#### Task details:
Whenever a line contains "text", include it in the count; reply with the number of such lines in the data and nothing else.

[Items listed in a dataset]
§

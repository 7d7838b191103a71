//! Templates command - list, validate and test templates.

use std::path::{Path, PathBuf};

use clap::{Args, Subcommand};
use console::style;

use docex_core::{DocumentStatus, TemplateError, TemplateMatcher, TemplateScore};

use super::process::label;
use super::{build_pipeline, load_config, load_templates};

/// Arguments for the templates command.
#[derive(Args)]
pub struct TemplatesArgs {
    /// Directory of template JSON files
    #[arg(short, long, global = true, default_value = "templates")]
    templates: PathBuf,

    #[command(subcommand)]
    command: TemplatesCommand,
}

#[derive(Subcommand)]
enum TemplatesCommand {
    /// List loaded templates
    List,

    /// Check every template for configuration errors
    Validate,

    /// Show how a document ranks against the templates
    Match {
        /// Document to match
        file: PathBuf,

        /// Run OCR on documents without a text layer
        #[arg(long)]
        ocr: bool,
    },
}

pub async fn run(args: TemplatesArgs, config_path: Option<&str>) -> anyhow::Result<()> {
    match args.command {
        TemplatesCommand::List => list_templates(&args.templates),
        TemplatesCommand::Validate => validate_templates(&args.templates),
        TemplatesCommand::Match { file, ocr } => {
            match_document(&args.templates, file, ocr, config_path).await
        }
    }
}

fn list_templates(dir: &Path) -> anyhow::Result<()> {
    let templates = load_templates(dir)?;

    if templates.is_empty() {
        println!("{} No templates in {}", style("ℹ").blue(), dir.display());
        return Ok(());
    }

    println!("{}", style("Templates:").bold());
    for template in templates.iter() {
        let state = if template.active {
            style("active").green()
        } else {
            style("inactive").dim()
        };
        println!(
            "  {} - {} [{}] {} fields, floor {:.2}, auto {:.2}",
            style(&template.id).cyan(),
            template.name,
            state,
            template.fields.len(),
            template.minimum_confidence_threshold,
            template.auto_application_threshold
        );
    }

    Ok(())
}

fn validate_templates(dir: &Path) -> anyhow::Result<()> {
    match load_templates(dir) {
        Ok(templates) => {
            println!(
                "{} {} templates are valid",
                style("✓").green(),
                templates.len()
            );
            Ok(())
        }
        Err(e) => {
            let hint = match e.downcast_ref::<TemplateError>() {
                Some(TemplateError::DuplicateId(_)) => "template ids must be unique",
                Some(TemplateError::Parse { .. }) => "check the JSON syntax and field names",
                _ => "fix the template and run validate again",
            };
            println!("{} {}", style("✗").red(), e);
            println!("  {}", hint);
            Err(e)
        }
    }
}

async fn match_document(
    dir: &Path,
    file: PathBuf,
    ocr: bool,
    config_path: Option<&str>,
) -> anyhow::Result<()> {
    let config = load_config(config_path)?;
    let templates = load_templates(dir)?;
    let pipeline = build_pipeline(&config, ocr);

    let result = {
        let templates = templates.clone();
        let file = file.clone();
        tokio::task::spawn_blocking(move || pipeline.process(&file, &templates)).await?
    };

    let Some(document) = &result.document else {
        let codes: Vec<&str> = result.errors.iter().map(|e| e.code.as_str()).collect();
        anyhow::bail!("Could not read {}: {}", file.display(), codes.join(", "));
    };

    let matcher = TemplateMatcher::new(config.matching.clone());
    println!("{} {}", style("Document:").bold(), file.display());
    println!();

    for template in templates.iter().filter(|t| t.active) {
        match matcher.score_template(template, &document.text) {
            TemplateScore::Candidate(candidate) => println!(
                "  {} {:.2} {} (required {}, optional {}/{})",
                style("●").green(),
                candidate.score,
                template.id,
                candidate.matched_required,
                candidate.matched_optional,
                candidate.total_optional
            ),
            TemplateScore::Excluded(reason) => println!(
                "  {} {} {}",
                style("○").dim(),
                template.id,
                style(serde_json::to_string(&reason)?).dim()
            ),
        }
    }

    if let Some(matched) = &result.match_result {
        println!();
        println!("Decision: {}", label(&matched.decision));
        match matched.selected_candidate() {
            Some(candidate) => println!(
                "Selected: {} ({:.2})",
                style(&candidate.template_id).cyan(),
                candidate.score
            ),
            None => println!("Selected: {}", style("none").yellow()),
        }
        if matched.requires_confirmation() {
            println!("{}", style("Selection requires confirmation").yellow());
        }
    }

    if result.status != DocumentStatus::Failed {
        println!(
            "Fields extracted: {}/{}",
            result.fields.iter().filter(|f| f.is_success()).count(),
            result.fields.len()
        );
    }

    Ok(())
}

§

#### Exercise answer:
2